Circuit models#
We provide circuit models for the PDK elements, implemented using the sax circuit simulator. A dictionary with the available models can be obtained by running:
models = lnoi400.get_models()
These models are useful for constructing the scattering matrix of a building block, or of a hierarchical circuit. They are obtained by experimental characterization of the building blocks and with FDTD simulations, that provide the full wavelength-dependent behaviour.

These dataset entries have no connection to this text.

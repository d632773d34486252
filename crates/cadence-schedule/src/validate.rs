use cadence_core::models::assignment::{Assignment, AssignmentType, FrequencyType};

use crate::error::ScheduleError;
use crate::occurrence::seconds_of_day;

/// Check an assignment's schedule parameters before it is stored or
/// evaluated. Every violation is reported, not just the first.
pub fn validate_schedule(assignment: &Assignment) -> Result<(), ScheduleError> {
    let mut reasons = Vec::new();

    if assignment.start_date > assignment.end_date {
        reasons.push(format!(
            "start date {} is after end date {}",
            assignment.start_date, assignment.end_date
        ));
    }

    if assignment.frequency_count < 1 {
        reasons.push("frequency count must be at least 1".to_string());
    }

    if assignment.window_start >= assignment.window_end {
        reasons.push(format!(
            "window start {} must be before window end {}",
            assignment.window_start, assignment.window_end
        ));
    }

    if assignment.deadline_hours < 1 {
        reasons.push("deadline must be at least 1 hour".to_string());
    }

    if assignment.assignment_type == AssignmentType::Recurring
        && assignment.frequency_count > 1
        && assignment.window_start < assignment.window_end
    {
        let window_hours =
            (seconds_of_day(assignment.window_end) - seconds_of_day(assignment.window_start)) / 3600;
        let available_hours = match assignment.frequency_type {
            FrequencyType::Daily => window_hours,
            // First occurrence at the opening of day one, last at the close of day seven.
            FrequencyType::Weekly => 6 * 24 + window_hours,
        };
        let needed_hours =
            i64::from(assignment.frequency_count - 1) * i64::from(assignment.min_hours_between);
        if needed_hours > available_hours {
            reasons.push(format!(
                "{} occurrences {} hours apart do not fit in {} available hours per period",
                assignment.frequency_count, assignment.min_hours_between, available_hours
            ));
        }
    }

    if reasons.is_empty() {
        Ok(())
    } else {
        Err(ScheduleError::InvalidSchedule { reasons })
    }
}
use std::collections::HashSet;

use serde::{Deserialize, Serialize};
use thiserror::Error;
use ts_rs::TS;

use cadence_core::models::completion::{Answer, AnswerValue};
use cadence_core::models::questionnaire::{QuestionType, Questionnaire};

#[derive(Debug, Clone, Copy, PartialEq, Eq, Serialize, Deserialize, TS)]
#[serde(rename_all = "snake_case")]
#[ts(export)]
pub enum AnswerIssueKind {
    UnknownQuestion,
    Duplicate,
    /// A scored question was left unanswered.
    Missing,
    /// Text for a scored question, or a score for an open-text question.
    WrongKind,
    /// A score that none of the question's options carry.
    ScoreNotOffered,
}

#[derive(Debug, Clone, PartialEq, Serialize, Deserialize, TS, Error)]
#[serde(rename_all = "camelCase")]
#[ts(export)]
#[error("{message}")]
pub struct AnswerIssue {
    pub question_id: String,
    pub kind: AnswerIssueKind,
    pub message: String,
}

impl AnswerIssue {
    fn new(question_id: &str, kind: AnswerIssueKind, message: String) -> Self {
        Self {
            question_id: question_id.to_string(),
            kind,
            message,
        }
    }
}

/// Check submitted answers against a questionnaire snapshot.
pub fn validate_answers(questionnaire: &Questionnaire, answers: &[Answer]) -> Vec<AnswerIssue> {
    let mut issues = Vec::new();
    let mut seen = HashSet::new();

    for answer in answers {
        let id = answer.question_id.as_str();
        let Some(question) = questionnaire.question(id) else {
            issues.push(AnswerIssue::new(
                id,
                AnswerIssueKind::UnknownQuestion,
                format!("{}: no question '{id}'", questionnaire.title),
            ));
            continue;
        };

        if !seen.insert(id) {
            issues.push(AnswerIssue::new(
                id,
                AnswerIssueKind::Duplicate,
                format!("{}: question '{id}' answered more than once", questionnaire.title),
            ));
            continue;
        }

        match (&answer.value, question.question_type) {
            (AnswerValue::Score(score), QuestionType::Likert | QuestionType::Frequency) => {
                if !question.options.iter().any(|o| o.score == *score) {
                    issues.push(AnswerIssue::new(
                        id,
                        AnswerIssueKind::ScoreNotOffered,
                        format!(
                            "{}: score {score} is not an option of '{}'",
                            questionnaire.title, question.text
                        ),
                    ));
                }
            }
            (AnswerValue::Text(_), QuestionType::OpenText) => {}
            (_, expected) => {
                issues.push(AnswerIssue::new(
                    id,
                    AnswerIssueKind::WrongKind,
                    format!(
                        "{}: '{}' expects a {} answer",
                        questionnaire.title,
                        question.text,
                        if expected.is_scored() { "scored" } else { "text" },
                    ),
                ));
            }
        }
    }

    for question in &questionnaire.questions {
        if question.question_type.is_scored() && !seen.contains(question.id.as_str()) {
            issues.push(AnswerIssue::new(
                &question.id,
                AnswerIssueKind::Missing,
                format!("{}: '{}' was not answered", questionnaire.title, question.text),
            ));
        }
    }

    issues
}

/// Sum of the scores given to scored questions. Unknown questions and text
/// answers contribute nothing.
pub fn total_score(questionnaire: &Questionnaire, answers: &[Answer]) -> i64 {
    answers
        .iter()
        .filter_map(|answer| {
            let question = questionnaire.question(&answer.question_id)?;
            match answer.value {
                AnswerValue::Score(score) if question.question_type.is_scored() => {
                    Some(i64::from(score))
                }
                _ => None,
            }
        })
        .sum()
}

Since the lnoi400 PDK is conceived for optical C-band operation, the model results should not be trusted below 1500 or above 1600 nm.
Examples of circuit simulation using sax#
import numpy as np
from functools import partial
import matplotlib.pyplot as plt
import gdsfactory as gf
import sax
import gplugins.sax as gs
import lnoi400
Circuit simulation of a splitter tree#
First, we display the circuit model of the 1x2 MMI shipped with the PDK.
splitter = gf.get_component("mmi1x2_optimized1550")
splitter.plot()
pcell_models = lnoi400.get_models()
mmi_model = pcell_models["mmi1x2_optimized1550"]
_ = gs.plot_model(
mmi_model,
wavelength_start=1.5,
wavelength_stop=1.6,
port1="o1",
ports2=("o2", "o3"),
)
We then build a simple, two-level-deep splitter tree, creating a new gdsfactory hierarchical component.
@gf.cell
def splitter_chain(
splitter = gf.get_component("mmi1x2_optimized1550"),
column_offset = (250.0, 200.0),
routing_reff = 90.0
) -> gf.Component:
c = gf.Component()
s0 = c << splitter
s01 = c << splitter
s02 = c << splitter
s01.dmove(
s01.ports["o1"].dcenter,
s0.ports["o2"].dcenter + np.array(column_offset)
)
s02.dmove(
s02.ports["o1"].dcenter,
s0.ports["o3"].dcenter + np.array([column_offset[0], - column_offset[1]])
)
# Bend spec
routing_bend = gf.get_component('L_turn_bend', radius=routing_reff)
# Routing between splitters
for ports_to_route in [
(s0.ports["o2"], s01.ports["o1"]),
(s0.ports["o3"], s02.ports["o1"]),
]:
gf.routing.route_single(
c,
ports_to_route[0],
ports_to_route[1],
start_straight_length=5.0,
end_straight_length=5.0,
cross_section="xs_rwg1000",
bend=routing_bend,
)
# Expose the I/O ports
c.add_port(name="in", port=s0.ports["o1"])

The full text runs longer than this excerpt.